• REQUIREMENT:
Lines below that hold the word "flatten" must be copied in full.

*** Opening of RECORDS FOR PROCESSING ***

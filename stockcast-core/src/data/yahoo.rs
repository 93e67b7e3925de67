//! Yahoo Finance data provider.
//!
//! Fetches daily OHLCV bars from Yahoo's v8 chart API. One HTTP request per
//! call; failures are reported, never retried. A "Not Found" chart error
//! becomes an empty result so the dashboard shows its insufficient-data
//! message instead of a network fault.
//!
//! Yahoo Finance has no official API and is subject to unannounced format changes.

use chrono::NaiveDate;
use serde::Deserialize;
use std::time::Duration;

use super::provider::{DataError, DataSource, FetchResult, MarketDataProvider};
use crate::domain::PriceBar;

/// Yahoo Finance v8 chart API response.
#[derive(Debug, Deserialize)]
struct ChartResponse {
    chart: ChartResult,
}

#[derive(Debug, Deserialize)]
struct ChartResult {
    result: Option<Vec<ChartData>>,
    error: Option<ChartError>,
}

#[derive(Debug, Deserialize)]
struct ChartError {
    code: String,
    description: String,
}

#[derive(Debug, Deserialize)]
struct ChartData {
    timestamp: Option<Vec<i64>>,
    indicators: Indicators,
}

#[derive(Debug, Deserialize)]
struct Indicators {
    quote: Vec<QuoteData>,
    adjclose: Option<Vec<AdjCloseData>>,
}

#[derive(Debug, Deserialize)]
struct QuoteData {
    open: Vec<Option<f64>>,
    high: Vec<Option<f64>>,
    low: Vec<Option<f64>>,
    close: Vec<Option<f64>>,
    volume: Vec<Option<u64>>,
}

#[derive(Debug, Deserialize)]
struct AdjCloseData {
    adjclose: Vec<Option<f64>>,
}

/// Yahoo Finance data provider.
pub struct YahooProvider {
    client: reqwest::blocking::Client,
}

impl YahooProvider {
    pub fn new(timeout: Duration) -> Result<Self, DataError> {
        let client = reqwest::blocking::Client::builder()
            .timeout(timeout)
            .user_agent("Mozilla/5.0 (Windows NT 10.0; Win64; x64) AppleWebKit/537.36")
            .build()
            .map_err(|e| DataError::ClientSetup(e.to_string()))?;
        Ok(Self { client })
    }

    /// Build the chart API URL for a ticker and an inclusive date range.
    fn chart_url(ticker: &str, start: NaiveDate, end: NaiveDate) -> String {
        let start_ts = start.and_time(chrono::NaiveTime::MIN).and_utc().timestamp();
        let end_ts = (end + chrono::Duration::days(1))
            .and_time(chrono::NaiveTime::MIN)
            .and_utc()
            .timestamp()
            - 1;
        format!(
            "https://query2.finance.yahoo.com/v8/finance/chart/{ticker}\
             ?period1={start_ts}&period2={end_ts}&interval=1d\
             &includeAdjustedClose=true"
        )
    }

    /// Parse the chart API response into bars.
    fn parse_response(resp: ChartResponse) -> Result<Vec<PriceBar>, DataError> {
        let result = match resp.chart.result {
            Some(result) => result,
            None => {
                return match resp.chart.error {
                    Some(err) if err.code == "Not Found" => Ok(Vec::new()),
                    Some(err) => Err(DataError::ResponseFormatChanged(format!(
                        "{}: {}",
                        err.code, err.description
                    ))),
                    None => Err(DataError::ResponseFormatChanged(
                        "empty result with no error".into(),
                    )),
                };
            }
        };

        let Some(data) = result.into_iter().next() else {
            return Ok(Vec::new());
        };

        // A ticker with no trading days in range has no timestamp array.
        let Some(timestamps) = data.timestamp else {
            return Ok(Vec::new());
        };

        let quote = data
            .indicators
            .quote
            .into_iter()
            .next()
            .ok_or_else(|| DataError::ResponseFormatChanged("no quote data".into()))?;

        let adj_closes = data
            .indicators
            .adjclose
            .and_then(|v| v.into_iter().next())
            .map(|a| a.adjclose);

        let mut bars = Vec::with_capacity(timestamps.len());

        for (i, &ts) in timestamps.iter().enumerate() {
            let date = chrono::DateTime::from_timestamp(ts, 0)
                .map(|dt| dt.naive_utc().date())
                .ok_or_else(|| {
                    DataError::ResponseFormatChanged(format!("invalid timestamp: {ts}"))
                })?;

            let open = quote.open.get(i).copied().flatten();
            let high = quote.high.get(i).copied().flatten();
            let low = quote.low.get(i).copied().flatten();
            let close = quote.close.get(i).copied().flatten();
            let volume = quote.volume.get(i).copied().flatten();
            let adj_close = adj_closes
                .as_ref()
                .and_then(|v| v.get(i).copied().flatten());

            // Skip rows where all OHLCV are None (holidays/non-trading days)
            if open.is_none()
                && high.is_none()
                && low.is_none()
                && close.is_none()
                && volume.is_none()
            {
                continue;
            }

            bars.push(PriceBar {
                date,
                open: open.unwrap_or(f64::NAN),
                high: high.unwrap_or(f64::NAN),
                low: low.unwrap_or(f64::NAN),
                close: close.unwrap_or(f64::NAN),
                adj_close: adj_close.or(close).unwrap_or(f64::NAN),
                volume: volume.unwrap_or(0),
            });
        }

        Ok(bars)
    }

    fn fetch_once(
        &self,
        ticker: &str,
        start: NaiveDate,
        end: NaiveDate,
    ) -> Result<Vec<PriceBar>, DataError> {
        let url = Self::chart_url(ticker, start, end);
        tracing::debug!(%ticker, %url, "requesting yahoo chart");

        let resp = self.client.get(&url).send().map_err(|e| {
            if e.is_timeout() {
                DataError::NetworkUnreachable(format!("timed out fetching {ticker}: {e}"))
            } else {
                DataError::NetworkUnreachable(e.to_string())
            }
        })?;

        let status = resp.status();
        if status == reqwest::StatusCode::FORBIDDEN {
            return Err(DataError::Blocked);
        }
        if status == reqwest::StatusCode::TOO_MANY_REQUESTS {
            let retry_after = resp
                .headers()
                .get("retry-after")
                .and_then(|v| v.to_str().ok())
                .and_then(|v| v.parse::<u64>().ok())
                .unwrap_or(60);
            return Err(DataError::RateLimited {
                retry_after_secs: retry_after,
            });
        }
        if status == reqwest::StatusCode::UNAUTHORIZED {
            return Err(DataError::AuthenticationRequired(
                "Yahoo Finance requires authentication".into(),
            ));
        }
        if status == reqwest::StatusCode::NOT_FOUND {
            // Yahoo answers unknown symbols with 404 plus a chart error body.
            tracing::warn!(%ticker, "yahoo returned 404; treating as no rows");
            return Ok(Vec::new());
        }
        if !status.is_success() {
            return Err(DataError::Other(format!("HTTP {status} for {ticker}")));
        }

        let chart: ChartResponse = resp.json().map_err(|e| {
            DataError::ResponseFormatChanged(format!("failed to parse response for {ticker}: {e}"))
        })?;

        Self::parse_response(chart)
    }
}

impl MarketDataProvider for YahooProvider {
    fn name(&self) -> &str {
        "yahoo_finance"
    }

    fn fetch(
        &self,
        ticker: &str,
        start: NaiveDate,
        end: NaiveDate,
    ) -> Result<FetchResult, DataError> {
        let bars = self.fetch_once(ticker, start, end)?;
        Ok(FetchResult {
            ticker: ticker.to_string(),
            bars,
            source: DataSource::YahooFinance,
        })
    }
}

#[cfg(test)]
mod tests {
    use super::*;

    fn parse(json: &str) -> Result<Vec<PriceBar>, DataError> {
        let resp: ChartResponse = serde_json::from_str(json).unwrap();
        YahooProvider::parse_response(resp)
    }

    #[test]
    fn chart_url_covers_whole_end_day() {
        let url = YahooProvider::chart_url(
            "GOOG",
            NaiveDate::from_ymd_opt(2015, 1, 1).unwrap(),
            NaiveDate::from_ymd_opt(2015, 1, 1).unwrap(),
        );
        // 2015-01-01T00:00:00Z .. 2015-01-01T23:59:59Z
        assert!(url.contains("period1=1420070400"));
        assert!(url.contains("period2=1420156799"));
        assert!(url.contains("/chart/GOOG?"));
    }

    #[test]
    fn parses_quotes_and_skips_empty_rows() {
        let bars = parse(
            r#"{"chart":{"result":[{
                "timestamp":[1704205800,1704292200,1704378600],
                "indicators":{
                    "quote":[{
                        "open":[100.0,null,102.0],
                        "high":[101.0,null,103.0],
                        "low":[99.0,null,101.0],
                        "close":[100.5,null,102.5],
                        "volume":[1000,null,1200]
                    }],
                    "adjclose":[{"adjclose":[100.4,null,102.4]}]
                }
            }],"error":null}}"#,
        )
        .unwrap();

        assert_eq!(bars.len(), 2);
        assert_eq!(bars[0].date, NaiveDate::from_ymd_opt(2024, 1, 2).unwrap());
        assert_eq!(bars[0].close, 100.5);
        assert_eq!(bars[0].adj_close, 100.4);
        assert_eq!(bars[1].volume, 1200);
    }

    #[test]
    fn not_found_is_empty_not_error() {
        let bars = parse(
            r#"{"chart":{"result":null,"error":{"code":"Not Found","description":"No data found, symbol may be delisted"}}}"#,
        )
        .unwrap();
        assert!(bars.is_empty());
    }

    #[test]
    fn other_chart_errors_surface() {
        let err = parse(
            r#"{"chart":{"result":null,"error":{"code":"Bad Request","description":"Invalid input"}}}"#,
        )
        .unwrap_err();
        assert!(matches!(err, DataError::ResponseFormatChanged(_)));
    }

    #[test]
    fn missing_timestamps_is_empty() {
        let bars = parse(
            r#"{"chart":{"result":[{"indicators":{"quote":[{"open":[],"high":[],"low":[],"close":[],"volume":[]}]}}],"error":null}}"#,
        )
        .unwrap();
        assert!(bars.is_empty());
    }
}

*** Close of RECORDS FOR PROCESSING ***

• WORKED SOLUTION:
            let open = quote.open.get(i).copied().flatten();
            let high = quote.high.get(i).copied().flatten();
            let low = quote.low.get(i).copied().flatten();
            let close = quote.close.get(i).copied().flatten();
            let volume = quote.volume.get(i).copied().flatten();
                .and_then(|v| v.get(i).copied().flatten());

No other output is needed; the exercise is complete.